● **Task statement**: Starting at the top of the entries, restate word for word each line up to and including the one with "ConfigWarning / WarnLevel".
• • •
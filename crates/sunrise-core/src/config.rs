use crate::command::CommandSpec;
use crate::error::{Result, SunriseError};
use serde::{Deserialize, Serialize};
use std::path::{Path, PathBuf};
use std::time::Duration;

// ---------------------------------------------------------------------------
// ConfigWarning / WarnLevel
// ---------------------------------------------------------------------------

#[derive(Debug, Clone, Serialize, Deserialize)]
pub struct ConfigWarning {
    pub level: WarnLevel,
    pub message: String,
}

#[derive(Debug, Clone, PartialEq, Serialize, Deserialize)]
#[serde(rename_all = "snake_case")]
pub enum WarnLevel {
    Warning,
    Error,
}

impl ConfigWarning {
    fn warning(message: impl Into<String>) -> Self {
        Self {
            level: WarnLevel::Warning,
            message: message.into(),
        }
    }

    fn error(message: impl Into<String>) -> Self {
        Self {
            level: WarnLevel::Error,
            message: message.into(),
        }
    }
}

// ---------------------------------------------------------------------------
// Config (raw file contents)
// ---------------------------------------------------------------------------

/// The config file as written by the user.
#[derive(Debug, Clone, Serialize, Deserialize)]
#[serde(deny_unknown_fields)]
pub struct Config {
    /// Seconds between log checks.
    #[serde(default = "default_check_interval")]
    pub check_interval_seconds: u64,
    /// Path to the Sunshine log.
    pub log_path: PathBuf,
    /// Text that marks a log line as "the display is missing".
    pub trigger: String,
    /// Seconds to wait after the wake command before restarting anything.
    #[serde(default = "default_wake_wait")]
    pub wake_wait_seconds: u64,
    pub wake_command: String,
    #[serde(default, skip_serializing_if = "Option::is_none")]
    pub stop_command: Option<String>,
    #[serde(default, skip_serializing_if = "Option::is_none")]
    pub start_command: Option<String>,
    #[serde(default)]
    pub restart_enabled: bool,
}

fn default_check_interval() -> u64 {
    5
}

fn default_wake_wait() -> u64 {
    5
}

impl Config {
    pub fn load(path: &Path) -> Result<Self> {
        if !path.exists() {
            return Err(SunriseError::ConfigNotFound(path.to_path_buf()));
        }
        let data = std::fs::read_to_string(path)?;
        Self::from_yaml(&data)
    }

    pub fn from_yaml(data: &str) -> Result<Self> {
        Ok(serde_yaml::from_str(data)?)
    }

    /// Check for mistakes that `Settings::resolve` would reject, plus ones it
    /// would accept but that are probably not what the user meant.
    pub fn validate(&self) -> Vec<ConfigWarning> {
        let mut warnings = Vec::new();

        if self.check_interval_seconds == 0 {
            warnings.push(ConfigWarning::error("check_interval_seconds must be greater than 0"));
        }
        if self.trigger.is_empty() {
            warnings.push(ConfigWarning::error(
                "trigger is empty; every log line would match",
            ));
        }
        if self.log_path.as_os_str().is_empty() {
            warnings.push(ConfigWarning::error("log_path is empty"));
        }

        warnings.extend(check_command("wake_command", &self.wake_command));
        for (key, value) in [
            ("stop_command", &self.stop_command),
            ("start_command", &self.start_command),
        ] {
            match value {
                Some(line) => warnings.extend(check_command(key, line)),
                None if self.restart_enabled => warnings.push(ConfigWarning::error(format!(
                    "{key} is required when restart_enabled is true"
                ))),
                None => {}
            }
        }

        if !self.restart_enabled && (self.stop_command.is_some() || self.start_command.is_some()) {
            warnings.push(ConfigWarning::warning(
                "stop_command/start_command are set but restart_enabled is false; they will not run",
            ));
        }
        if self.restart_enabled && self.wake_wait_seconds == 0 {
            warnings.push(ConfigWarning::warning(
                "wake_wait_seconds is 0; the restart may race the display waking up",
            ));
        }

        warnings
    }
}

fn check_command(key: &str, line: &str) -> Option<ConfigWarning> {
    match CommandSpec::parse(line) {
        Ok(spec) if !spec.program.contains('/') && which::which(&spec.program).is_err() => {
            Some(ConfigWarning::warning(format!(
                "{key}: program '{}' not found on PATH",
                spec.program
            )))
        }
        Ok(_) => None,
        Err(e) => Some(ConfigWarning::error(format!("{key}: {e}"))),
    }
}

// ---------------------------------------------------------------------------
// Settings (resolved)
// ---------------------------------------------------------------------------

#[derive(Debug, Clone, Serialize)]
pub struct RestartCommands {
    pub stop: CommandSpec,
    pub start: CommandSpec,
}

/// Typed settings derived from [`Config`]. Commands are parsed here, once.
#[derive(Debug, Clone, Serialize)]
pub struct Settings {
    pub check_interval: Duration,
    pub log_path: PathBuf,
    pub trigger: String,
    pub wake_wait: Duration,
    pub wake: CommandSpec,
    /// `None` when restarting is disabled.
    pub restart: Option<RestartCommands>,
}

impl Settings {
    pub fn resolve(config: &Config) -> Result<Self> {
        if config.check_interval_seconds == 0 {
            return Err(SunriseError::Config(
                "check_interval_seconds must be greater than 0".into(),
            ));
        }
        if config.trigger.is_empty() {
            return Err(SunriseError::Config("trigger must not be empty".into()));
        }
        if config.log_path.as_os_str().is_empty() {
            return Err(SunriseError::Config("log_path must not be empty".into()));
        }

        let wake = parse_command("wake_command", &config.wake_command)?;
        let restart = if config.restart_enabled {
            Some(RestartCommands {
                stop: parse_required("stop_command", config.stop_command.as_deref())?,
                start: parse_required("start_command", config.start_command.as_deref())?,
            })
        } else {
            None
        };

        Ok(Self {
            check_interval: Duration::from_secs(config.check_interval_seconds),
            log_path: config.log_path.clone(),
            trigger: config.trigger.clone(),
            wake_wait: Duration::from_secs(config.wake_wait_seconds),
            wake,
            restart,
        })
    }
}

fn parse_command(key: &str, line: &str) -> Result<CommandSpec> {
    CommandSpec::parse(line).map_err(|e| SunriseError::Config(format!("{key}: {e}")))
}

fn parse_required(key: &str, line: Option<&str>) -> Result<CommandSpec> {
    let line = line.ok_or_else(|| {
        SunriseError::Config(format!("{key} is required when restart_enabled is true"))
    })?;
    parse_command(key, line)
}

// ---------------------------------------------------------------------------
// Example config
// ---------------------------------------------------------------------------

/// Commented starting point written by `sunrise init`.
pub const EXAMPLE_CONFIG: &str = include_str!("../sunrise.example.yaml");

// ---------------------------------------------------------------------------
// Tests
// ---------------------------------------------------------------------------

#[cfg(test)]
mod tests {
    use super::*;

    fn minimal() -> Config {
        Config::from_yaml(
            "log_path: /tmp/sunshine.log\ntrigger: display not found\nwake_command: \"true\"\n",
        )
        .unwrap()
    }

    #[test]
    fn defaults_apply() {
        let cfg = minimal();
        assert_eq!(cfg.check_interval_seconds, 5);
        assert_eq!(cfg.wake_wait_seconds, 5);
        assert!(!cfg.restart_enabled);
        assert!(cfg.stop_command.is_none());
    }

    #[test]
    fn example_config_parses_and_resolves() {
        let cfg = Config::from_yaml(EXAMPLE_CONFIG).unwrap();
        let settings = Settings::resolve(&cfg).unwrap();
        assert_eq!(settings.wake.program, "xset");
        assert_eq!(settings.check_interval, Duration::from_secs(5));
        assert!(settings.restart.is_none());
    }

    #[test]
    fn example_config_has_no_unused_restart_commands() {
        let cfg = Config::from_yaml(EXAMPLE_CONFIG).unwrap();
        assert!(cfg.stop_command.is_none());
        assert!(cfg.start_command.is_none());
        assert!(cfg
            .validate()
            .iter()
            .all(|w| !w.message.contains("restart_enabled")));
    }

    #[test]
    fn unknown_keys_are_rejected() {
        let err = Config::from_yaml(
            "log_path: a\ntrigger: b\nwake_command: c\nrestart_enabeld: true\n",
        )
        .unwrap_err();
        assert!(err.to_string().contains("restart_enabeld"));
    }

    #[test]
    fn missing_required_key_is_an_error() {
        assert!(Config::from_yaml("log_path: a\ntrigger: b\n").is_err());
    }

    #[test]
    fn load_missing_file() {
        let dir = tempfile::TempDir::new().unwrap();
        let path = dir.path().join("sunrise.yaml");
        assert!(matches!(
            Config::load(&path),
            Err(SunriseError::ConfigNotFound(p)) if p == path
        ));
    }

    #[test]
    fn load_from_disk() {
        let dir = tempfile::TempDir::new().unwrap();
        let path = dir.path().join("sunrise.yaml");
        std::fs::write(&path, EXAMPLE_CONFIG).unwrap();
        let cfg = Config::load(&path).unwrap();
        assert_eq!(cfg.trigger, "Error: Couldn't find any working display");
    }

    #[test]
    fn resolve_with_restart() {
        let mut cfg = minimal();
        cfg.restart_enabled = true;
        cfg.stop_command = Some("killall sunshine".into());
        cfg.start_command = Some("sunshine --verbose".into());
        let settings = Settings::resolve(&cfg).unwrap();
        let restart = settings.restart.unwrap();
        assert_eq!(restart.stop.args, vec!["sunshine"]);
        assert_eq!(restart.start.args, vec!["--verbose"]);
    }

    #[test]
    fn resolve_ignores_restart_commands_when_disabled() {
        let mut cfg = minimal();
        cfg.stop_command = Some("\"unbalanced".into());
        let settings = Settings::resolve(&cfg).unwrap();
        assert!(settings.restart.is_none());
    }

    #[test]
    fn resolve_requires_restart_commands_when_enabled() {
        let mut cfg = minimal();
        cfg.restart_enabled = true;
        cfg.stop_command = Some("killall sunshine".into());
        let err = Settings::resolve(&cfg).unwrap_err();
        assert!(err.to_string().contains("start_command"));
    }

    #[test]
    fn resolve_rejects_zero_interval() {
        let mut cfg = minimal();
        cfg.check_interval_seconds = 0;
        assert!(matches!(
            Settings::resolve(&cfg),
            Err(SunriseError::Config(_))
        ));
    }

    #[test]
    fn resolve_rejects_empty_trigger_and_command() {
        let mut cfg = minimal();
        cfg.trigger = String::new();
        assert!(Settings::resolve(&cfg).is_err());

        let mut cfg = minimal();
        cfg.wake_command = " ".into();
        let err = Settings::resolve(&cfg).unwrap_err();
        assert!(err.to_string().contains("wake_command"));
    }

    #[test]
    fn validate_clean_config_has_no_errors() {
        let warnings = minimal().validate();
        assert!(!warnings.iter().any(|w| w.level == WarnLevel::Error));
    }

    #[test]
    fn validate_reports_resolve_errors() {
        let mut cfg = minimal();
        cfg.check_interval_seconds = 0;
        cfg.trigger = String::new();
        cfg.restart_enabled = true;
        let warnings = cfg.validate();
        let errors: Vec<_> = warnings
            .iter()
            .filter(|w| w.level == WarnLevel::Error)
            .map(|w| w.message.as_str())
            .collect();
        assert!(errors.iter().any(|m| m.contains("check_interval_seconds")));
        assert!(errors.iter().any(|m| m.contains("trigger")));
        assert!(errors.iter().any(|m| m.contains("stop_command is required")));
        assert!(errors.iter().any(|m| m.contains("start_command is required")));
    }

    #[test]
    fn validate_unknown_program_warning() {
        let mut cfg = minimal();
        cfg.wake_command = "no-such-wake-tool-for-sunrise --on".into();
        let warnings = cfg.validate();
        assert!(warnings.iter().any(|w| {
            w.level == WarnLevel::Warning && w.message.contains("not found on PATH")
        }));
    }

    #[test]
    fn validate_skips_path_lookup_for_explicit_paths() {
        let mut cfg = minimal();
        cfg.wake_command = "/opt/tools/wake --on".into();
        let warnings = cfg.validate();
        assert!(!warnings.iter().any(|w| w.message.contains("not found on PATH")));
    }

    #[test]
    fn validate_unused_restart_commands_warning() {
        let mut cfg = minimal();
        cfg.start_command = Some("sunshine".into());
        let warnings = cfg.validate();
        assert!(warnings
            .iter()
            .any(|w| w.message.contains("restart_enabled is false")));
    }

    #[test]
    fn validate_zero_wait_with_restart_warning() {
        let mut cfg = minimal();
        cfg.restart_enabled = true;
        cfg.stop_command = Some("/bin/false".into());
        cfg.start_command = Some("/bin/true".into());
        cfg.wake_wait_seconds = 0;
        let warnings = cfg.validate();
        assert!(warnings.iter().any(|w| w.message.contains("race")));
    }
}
• • •
● **Output below**:
filename crates/sunrise-core/src/config.rs
use crate::command::CommandSpec;
use crate::error::{Result, SunriseError};
use serde::{Deserialize, Serialize};
use std::path::{Path, PathBuf};
use std::time::Duration;

// ---------------------------------------------------------------------------
// ConfigWarning / WarnLevel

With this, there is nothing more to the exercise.